§ Required action
Send back the whole listing untouched.

::: Supplied material

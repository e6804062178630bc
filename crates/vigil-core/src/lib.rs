//! Vigil Core - Streaming Anomaly Pipeline
//!
//! Events flow through five stages:
//!
//! ```text
//! broker -> Ingestor -> bounded queue -> BatchAggregator -> EnsembleEngine
//!        -> ResultPublisher -> (results/alerts topics + MetricsStore)
//! ```
//!
//! [`pipeline::Pipeline`] starts and stops the stages.

pub mod backend;
pub mod batch;
pub mod broker;
pub mod config;
pub mod ensemble;
pub mod error;
pub mod event;
pub mod ingest;
pub mod pipeline;
pub mod publish;
pub mod queue;
pub mod store;
pub mod telemetry;

pub use backend::{Baseline, BoundaryBackend, ScoringBackend, ScoringVerdict, ZScoreBackend};
pub use config::PipelineConfig;
pub use ensemble::{EnsembleEngine, EnsembleResult};
pub use event::Event;
pub use pipeline::{Drain, Pipeline};
pub use publish::{AlertRecord, ResultRecord, Severity};
pub use store::{MetricsSnapshot, MetricsStore};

::::::

§ Result of this exercise
repository e6804062178630bc
filename crates/vigil-core/src/lib.rs
//! Vigil Core - Streaming Anomaly Pipeline
//!
//! Events flow through five stages:
//!
//! ```text
//! broker -> Ingestor -> bounded queue -> BatchAggregator -> EnsembleEngine
//!        -> ResultPublisher -> (results/alerts topics + MetricsStore)
//! ```
//!
//! [`pipeline::Pipeline`] starts and stops the stages.

pub mod backend;
pub mod batch;
pub mod broker;
pub mod config;
pub mod ensemble;
pub mod error;
pub mod event;
pub mod ingest;
pub mod pipeline;
pub mod publish;
pub mod queue;
pub mod store;
pub mod telemetry;

pub use backend::{Baseline, BoundaryBackend, ScoringBackend, ScoringVerdict, ZScoreBackend};
pub use config::PipelineConfig;
pub use ensemble::{EnsembleEngine, EnsembleResult};
pub use event::Event;
pub use pipeline::{Drain, Pipeline};
pub use publish::{AlertRecord, ResultRecord, Severity};
pub use store::{MetricsSnapshot, MetricsStore};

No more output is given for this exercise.